Mademoiselle de Joncquières nous montrait des personnages éminemment modernes bien qu’en costumes du XVIIIe siècle, Les choses qu’on dit, les choses qu’on fait raconte des couples d’aujourd’hui qui n’auraient pas déparé dans les salons éclairés à la bougie d’un siècle révolu. Ils possèdent tous un art de se raconter, une affinité singulière pour penser et décrire ce qu’ils ressentent qui semblent venus d’une autre époque.

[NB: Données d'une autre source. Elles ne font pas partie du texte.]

#[cfg(test)]
mod tests {
    #![allow(clippy::expect_used, clippy::unwrap_used, clippy::panic)]

    use super::*;
    use crate::project::{Media, Theme};
    use serde_json::json;

    fn project() -> Project {
        let mut project = Project {
            cues: vec![
                Cue::new("lt1", "lower_third").with_field("line_one", "Ada"),
                Cue::new("sp1", "utility_speaker_timer"),
                Cue::new("msg", "message"),
            ],
            ..Project::default()
        };
        project.media.push(Media {
            filename: "f1.png".to_string(),
            originalname: "logo.png".to_string(),
        });
        project.themes.insert("th1".to_string(), Theme { name: "Dark".to_string() });
        project
    }

    fn dropdown<'a>(defs: &'a [ActionDefinition], action: &str, option: &str) -> &'a [Choice] {
        let def = defs.iter().find(|d| d.action_id == action).unwrap();
        match def.options.iter().find(|o| o.id() == option).unwrap() {
            InputField::Dropdown { choices, .. } => choices,
            other => panic!("{option} is not a dropdown: {other:?}"),
        }
    }

    #[test]
    fn action_ids_are_unique() {
        let defs = definitions(&project());
        let mut seen: Vec<_> = defs.iter().map(|d| d.action_id).collect();
        seen.sort_unstable();
        seen.dedup();
        assert_eq!(seen.len(), defs.len());
    }

    #[test]
    fn graphic_dropdowns_filter_by_kind() {
        let defs = definitions(&project());
        let choice_ids =
            |choices: &[Choice]| choices.iter().map(|c| c.id.clone()).collect::<Vec<_>>();

        assert_eq!(choice_ids(dropdown(&defs, ids::LOWER_THIRD, "graphicId")), ["lt1"]);
        assert_eq!(choice_ids(dropdown(&defs, ids::TIMER_RUN, "graphicId")), ["sp1"]);
        assert_eq!(dropdown(&defs, ids::SHOW_HIDE, "graphicId").len(), 3);
        assert_eq!(dropdown(&defs, ids::IMAGE, "imageFilename")[0].label, "logo.png");
        assert_eq!(dropdown(&defs, ids::THEME, "theme")[0], Choice::new("th1", "Dark"));
    }

    #[test]
    fn show_hide_translates_to_status_update() {
        let invocation =
            ActionInvocation::new(ids::SHOW_HIDE, &[("graphicId", "lt1"), ("status", "going")]);
        let command = invocation.to_command().unwrap();
        assert_eq!(command.path(), "graphic/lt1/update");
        assert_eq!(command.body(), json!({ "status": "going" }));
    }

    #[test]
    fn missing_or_bad_options_yield_nothing() {
        assert!(ActionInvocation::new(ids::SHOW_HIDE, &[("status", "going")])
            .to_command()
            .is_none());
        assert!(ActionInvocation::new(ids::SHOW_HIDE, &[("graphicId", "x"), ("status", "up")])
            .to_command()
            .is_none());
        assert!(ActionInvocation::new(ids::TIMER_JUMP, &[("graphicId", "x"), ("amount", "lots")])
            .to_command()
            .is_none());
        assert!(ActionInvocation::new("teleport", &[]).to_command().is_none());
    }

    #[test]
    fn timer_actions_build_timer_paths() {
        let jump =
            ActionInvocation::new(ids::TIMER_JUMP, &[("graphicId", "sp1"), ("amount", "-15")]);
        assert_eq!(jump.to_command().unwrap().path(), "graphic/sp1/timer/jump/-15");

        let duration = ActionInvocation::new(
            ids::TIMER_DURATION,
            &[("graphicId", "sp1"), ("time", "00:02:30")],
        );
        assert_eq!(duration.to_command().unwrap().path(), "graphic/sp1/timer/duration/150");
    }

    #[test]
    fn variable_list_selection() {
        let next = ActionInvocation::new(
            ids::LIST_SELECT_ROW,
            &[("listId", "2"), ("nextPreviousNumber", "next")],
        );
        assert_eq!(next.to_command().unwrap().path(), "updateVariableList/2/selectRow/next");

        let numbered = ActionInvocation::new(
            ids::LIST_SELECT_ROW,
            &[("listId", "2"), ("nextPreviousNumber", "number"), ("number", "5")],
        );
        assert_eq!(numbered.to_command().unwrap().path(), "updateVariableList/2/selectRow/5");
    }

    #[test]
    fn speaker_message_visibility_parses_bool() {
        let show = ActionInvocation::new(
            ids::SPEAKER_MESSAGE_VISIBLE,
            &[("graphicId", "sp1"), ("status", "true")],
        );
        assert_eq!(show.to_command().unwrap().body(), json!({ "showSpeakerMessage": true }));
    }

    #[test]
    fn parses_command_line_words() {
        let words = "showHide graphicId=abc status=toggle".split_whitespace();
        let invocation = ActionInvocation::from_args(words).unwrap();
        assert_eq!(
            invocation,
            ActionInvocation::new(ids::SHOW_HIDE, &[("graphicId", "abc"), ("status", "toggle")])
        );
        assert_eq!(invocation.to_command().unwrap().path(), "graphic/abc/update");

        let with_equals = ActionInvocation::from_args(["sendCustomHTTP", "uri=run?x=1"]).unwrap();
        assert_eq!(with_equals.options["uri"], "run?x=1");

        assert!(ActionInvocation::from_args(Vec::<String>::new()).is_err());
        assert!(ActionInvocation::from_args(["showHide", "graphicId"]).is_err());
    }
}
//! Send one action to the graphics server, the way a panel button would.
//!
//! Usage: cargo run --bin send_command -- <actionId> [option=value ...]
//!
//! Example: cargo run --bin send_command -- showHide graphicId=abc status=toggle

use anyhow::{bail, Context};

use h2r_bridge::actions::ActionInvocation;
use h2r_bridge::config::Config;
use h2r_bridge::h2r::GraphicsClient;
use h2r_bridge::logging::init_logging;

#[tokio::main]
async fn main() -> anyhow::Result<()> {
    init_logging();

    let invocation = ActionInvocation::from_args(std::env::args().skip(1))
        .context("usage: send_command <actionId> [option=value ...]")?;
    let Some(command) = invocation.to_command() else {
        bail!(
            "Action '{}' is unknown or missing a required option",
            invocation.action_id
        );
    };

    let config = Config::load().context("Failed to load configuration")?;
    config.require_server()?;
    let client = GraphicsClient::new(&config);

    println!("POST {}", client.url(&command));
    println!("{}", command.body());
    client.post(&command).await?;
    println!("OK");

    Ok(())
}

Une époque où l’art de la conversation n’avait pas abandonné le terrain au tout numérique, une époque où l’on tendait vraiment l’oreille à ces fragments d’un discours peut-être déjà, ou pas tout à fait encore, « amoureux ».
Comme souvent, le cinéaste a pris le parti non pas d’une seule narration, mais d’un entrelacement de récits qui se choquent, se croisent, s’interrogent et s’interpellent, comme une poupée russe révélerait ses multiples secrets.

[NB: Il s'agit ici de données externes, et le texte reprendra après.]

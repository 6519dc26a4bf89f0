//! `h2r-bridge` - run the sync loop against a graphics server.
//!
//! Without a panel attached, host updates are written to the log: statuses at
//! info, variable changes at debug. Actions typed on stdin, one per line as
//! `actionId option=value ...`, are sent to the server like button presses.

use anyhow::Context;
use tokio::io::{AsyncBufReadExt, BufReader};
use tokio::sync::mpsc;

use h2r_bridge::actions::ActionInvocation;
use h2r_bridge::clock::SystemClock;
use h2r_bridge::config::Config;
use h2r_bridge::constants::async_tasks::CHANNEL_BUFFER_SIZE;
use h2r_bridge::h2r::{socket, GraphicsClient};
use h2r_bridge::host::{
    ActionDefinition, ConnectionStatus, FeedbackDefinition, PanelHost, PresetDefinition,
};
use h2r_bridge::logging::init_logging;
use h2r_bridge::sync::{self, SyncEngine};
use h2r_bridge::variables::{VariableDefinition, VariableValues};

/// Panel host that only logs what it is told.
#[derive(Default)]
struct LogHost {
    values: VariableValues,
}

impl PanelHost for LogHost {
    fn update_status(&mut self, status: &ConnectionStatus) {
        if status.is_ok() {
            tracing::info!("Status: {}", status);
        } else {
            tracing::warn!("Status: {}", status);
        }
    }

    fn set_variable_definitions(&mut self, definitions: Vec<VariableDefinition>) {
        tracing::info!("{} variables defined", definitions.len());
    }

    fn set_variable_values(&mut self, values: VariableValues) {
        for (id, value) in values {
            if self.values.get(&id) != Some(&value) {
                tracing::debug!("{} = {}", id, value);
                self.values.insert(id, value);
            }
        }
    }

    fn set_action_definitions(&mut self, actions: Vec<ActionDefinition>) {
        tracing::info!("{} actions defined", actions.len());
    }

    fn set_preset_definitions(&mut self, presets: Vec<PresetDefinition>) {
        tracing::info!("{} presets defined", presets.len());
    }

    fn set_feedback_definitions(&mut self, feedbacks: Vec<FeedbackDefinition>) {
        tracing::info!("{} feedbacks defined", feedbacks.len());
    }

    fn check_feedbacks(&mut self, feedback_id: &str) {
        tracing::debug!("Re-checking {} feedbacks", feedback_id);
    }
}

/// Dispatch actions typed on stdin until it closes.
async fn read_actions(client: GraphicsClient) {
    let mut lines = BufReader::new(tokio::io::stdin()).lines();
    loop {
        match lines.next_line().await {
            Ok(Some(line)) if line.trim().is_empty() => {}
            Ok(Some(line)) => match ActionInvocation::from_args(line.split_whitespace()) {
                Ok(invocation) => {
                    client.dispatch(&invocation);
                }
                Err(e) => tracing::warn!("Ignoring input: {}", e),
            },
            Ok(None) => return,
            Err(e) => {
                tracing::warn!("Stopped reading actions: {}", e);
                return;
            }
        }
    }
}

#[tokio::main]
async fn main() -> anyhow::Result<()> {
    init_logging();

    let config = Config::load().context("Failed to load configuration")?;
    let url = socket::socket_url(&config).context("No graphics server configured")?;
    tracing::info!(
        "{} {} mirroring project {} from {}",
        config.app_name(),
        config.app_version(),
        config.project_id,
        config.base_url()
    );

    let (tx, rx) = mpsc::channel(CHANNEL_BUFFER_SIZE);
    let transport = socket::spawn(url, tx);
    let input = tokio::spawn(read_actions(GraphicsClient::new(&config)));

    let mut engine = SyncEngine::new(config, SystemClock);
    let mut host = LogHost::default();

    tokio::select! {
        () = sync::run(&mut engine, rx, &mut host) => {}
        _ = tokio::signal::ctrl_c() => tracing::info!("Shutting down"),
    }

    transport.abort();
    input.abort();
    Ok(())
}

Daphné, enceinte de quelques mois, est en vacances avec François, amoureux d’il y a peu. Contraint de s’absenter quelques jours pour son travail, François la laisse seule accueillir Maxime, son cousin qu’elle n’a jamais vu… Un garçon tout ce qu’il y a de plus charmant, délicieusement timide, et quelque peu impressionné par la sémillante future mère.

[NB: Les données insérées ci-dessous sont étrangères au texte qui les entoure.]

//! Feedback evaluation.
//!
//! The only feedback is `graphic_status`: a button lights up while a chosen
//! graphic has a chosen on-air status. Unknown ids are simply inactive.

use std::collections::BTreeMap;

use crate::color::palette;
use crate::constants::feedbacks::GRAPHIC_STATUS;
use crate::cue::{Cue, CueStatus};
use crate::host::{ButtonStyle, Choice, FeedbackDefinition, InputField};
use crate::types::CueId;

/// Whether the cue `cue_id` currently has status `wanted`.
pub fn is_active(cues: &[Cue], cue_id: &CueId, wanted: CueStatus) -> bool {
    cues.iter()
        .find(|cue| &cue.id == cue_id)
        .is_some_and(|cue| cue.status == wanted)
}

/// Evaluate a `graphic_status` feedback from its raw option values
/// (`graphicId`, `status`). Missing or unreadable options are inactive.
pub fn evaluate(cues: &[Cue], options: &BTreeMap<String, String>) -> bool {
    let Some(cue_id) = options.get("graphicId").map(CueId::new) else {
        return false;
    };
    options
        .get("status")
        .map(String::as_str)
        .and_then(CueStatus::parse)
        .is_some_and(|wanted| is_active(cues, &cue_id, wanted))
}

/// Status dropdown entries in lifecycle order.
pub fn status_choices() -> Vec<Choice> {
    CueStatus::all()
        .iter()
        .map(|status| Choice::new(status.as_str(), status.label()))
        .collect()
}

/// Feedback definitions for the current cue list.
pub fn definitions(cues: &[Cue]) -> Vec<FeedbackDefinition> {
    vec![FeedbackDefinition {
        feedback_id: GRAPHIC_STATUS,
        name: "Graphic status",
        default_style: ButtonStyle {
            text: String::new(),
            size: String::new(),
            color: palette::WHITE,
            bgcolor: palette::RED,
            icon: None,
        },
        options: vec![
            InputField::dropdown(
                "status",
                "Status",
                Some(CueStatus::OnAir.as_str()),
                status_choices(),
            ),
            InputField::dropdown(
                "graphicId",
                "Graphic",
                None,
                cues.iter().map(Choice::from_cue).collect(),
            ),
        ],
    }]
}

#[cfg(test)]
mod tests {
    #![allow(clippy::expect_used, clippy::unwrap_used, clippy::panic)]

    use super::*;

    fn on_air(id: &str) -> Cue {
        let mut cue = Cue::new(id, "message");
        cue.status = CueStatus::OnAir;
        cue
    }

    #[test]
    fn matches_status_of_known_cue() {
        let cues = [on_air("x")];
        assert!(is_active(&cues, &CueId::new("x"), CueStatus::OnAir));
        assert!(!is_active(&cues, &CueId::new("x"), CueStatus::Going));
    }

    #[test]
    fn unknown_cue_is_inactive() {
        assert!(!is_active(&[], &CueId::new("x"), CueStatus::OnAir));
        assert!(!is_active(&[on_air("y")], &CueId::new("x"), CueStatus::OnAir));
    }

    #[test]
    fn evaluates_raw_options() {
        let cues = [on_air("x")];
        let mut options = BTreeMap::new();
        options.insert("graphicId".to_string(), "x".to_string());
        options.insert("status".to_string(), "onair".to_string());
        assert!(evaluate(&cues, &options));

        options.insert("status".to_string(), "sideways".to_string());
        assert!(!evaluate(&cues, &options));

        options.remove("graphicId");
        assert!(!evaluate(&cues, &options));
    }

    #[test]
    fn definition_lists_statuses_and_graphics() {
        let defs = definitions(&[on_air("x")]);
        assert_eq!(defs.len(), 1);
        assert_eq!(defs[0].feedback_id, "graphic_status");

        match &defs[0].options[0] {
            InputField::Dropdown { default, choices, .. } => {
                assert_eq!(default, "onair");
                assert_eq!(choices.len(), 7);
                assert_eq!(choices[1].label, "Cue on");
            }
            other => panic!("unexpected {other:?}"),
        }
        match &defs[0].options[1] {
            InputField::Dropdown { default, choices, .. } => {
                assert_eq!(default, "x");
                assert_eq!(choices[0].label, " (Message - x)");
            }
            other => panic!("unexpected {other:?}"),
        }
    }
}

Chacun se livre alors et les histoires se déroulent. Comment Maxime est tombé amoureux de Victoire qui a craqué pour son meilleur ami Gaspard… Comment Daphné, éperdue secrètement d’un réalisateur charismatique, est tombée sous le charme de François, un homme marié… Et comment Louise, épouse bafouée, a fièrement réécrit l’histoire de sa propre trahison.
Au son délicieux d’une Valse d’Adieu de Chopin, d’une Arabesque de Debussy ou d’une Sonate de Hayden, on en saura bien plus encore… Ce que chacun a dit sans le faire, ce que chacune a fait sans oser le dire… Tous les personnages, sentimentaux, cruels, lâches ou flamboyants, sont animés d’un même élan amoureux et pour cela, on leur pardonnera tout.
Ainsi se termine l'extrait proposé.